use std::fmt;

/// An exact probability kept as a count of favourable draws over a count of
/// all draws.
///
/// Keeping both integers lets callers compare results exactly; use
/// `probability` for the floating point value.
#[cfg_attr(feature = "serde", derive(serde::Serialize, serde::Deserialize))]
#[derive(Debug, Clone, Copy, PartialEq, Eq, Hash)]
pub struct Odds {
    /// Number of draws that satisfy the requirement.
    pub favorable: u64,
    /// Number of possible draws. Never zero.
    pub total: u64,
}

impl Odds {
    /// The requirement holds no matter what is drawn.
    pub const CERTAIN: Odds = Odds {
        favorable: 1,
        total: 1,
    };

    /// The requirement can't hold.
    pub const IMPOSSIBLE: Odds = Odds {
        favorable: 0,
        total: 1,
    };

    pub fn new(favorable: u64, total: u64) -> Self {
        debug_assert!(total > 0, "odds need at least one possible draw");
        debug_assert!(favorable <= total, "{favorable} favourable of {total}");
        Odds { favorable, total }
    }

    pub fn probability(&self) -> f64 {
        self.favorable as f64 / self.total as f64
    }

    /// The same odds with the fraction in lowest terms.
    ///
    /// # Examples
    ///
    /// ```
    /// use bluff_odds::solver::Odds;
    ///
    /// assert_eq!(Odds::new(16, 385), Odds::new(64, 1540).reduced());
    /// ```
    pub fn reduced(&self) -> Odds {
        let divisor = gcd(self.favorable, self.total);
        Odds {
            favorable: self.favorable / divisor,
            total: self.total / divisor,
        }
    }

    pub fn is_certain(&self) -> bool {
        self.favorable == self.total
    }

    pub fn is_impossible(&self) -> bool {
        self.favorable == 0
    }
}

fn gcd(mut a: u64, mut b: u64) -> u64 {
    while b != 0 {
        (a, b) = (b, a % b);
    }
    a
}

impl fmt::Display for Odds {
    fn fmt(&self, f: &mut fmt::Formatter<'_>) -> fmt::Result {
        write!(f, "{}/{}", self.favorable, self.total)
    }
}

#[cfg(test)]
mod tests {
    use super::*;

    #[test]
    fn test_reduced() {
        assert_eq!(Odds::new(1, 6), Odds::new(4, 24).reduced());
        assert_eq!(Odds::IMPOSSIBLE, Odds::new(0, 1540).reduced());
        assert_eq!(Odds::CERTAIN, Odds::new(7, 7).reduced());
    }

    #[test]
    fn test_probability() {
        assert_eq!(0.25, Odds::new(1, 4).probability());
        assert_eq!(1.0, Odds::CERTAIN.probability());
        assert_eq!(0.0, Odds::IMPOSSIBLE.probability());
    }

    #[test]
    fn test_flags_and_display() {
        assert!(Odds::new(3, 3).is_certain());
        assert!(Odds::new(0, 3).is_impossible());
        assert!(!Odds::new(1, 3).is_certain());
        assert_eq!("16/385", Odds::new(16, 385).to_string());
    }
}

- - -

• [Exercise directions] Above are the records; copy every line in them that holds the word "total".

• [Answer to the exercise]
    pub total: u64,
        total: 1,
        total: 1,
    pub fn new(favorable: u64, total: u64) -> Self {
        debug_assert!(total > 0, "odds need at least one possible draw");
        debug_assert!(favorable <= total, "{favorable} favourable of {total}");
        Odds { favorable, total }
        self.favorable as f64 / self.total as f64
        let divisor = gcd(self.favorable, self.total);
            total: self.total / divisor,
        self.favorable == self.total
        write!(f, "{}/{}", self.favorable, self.total)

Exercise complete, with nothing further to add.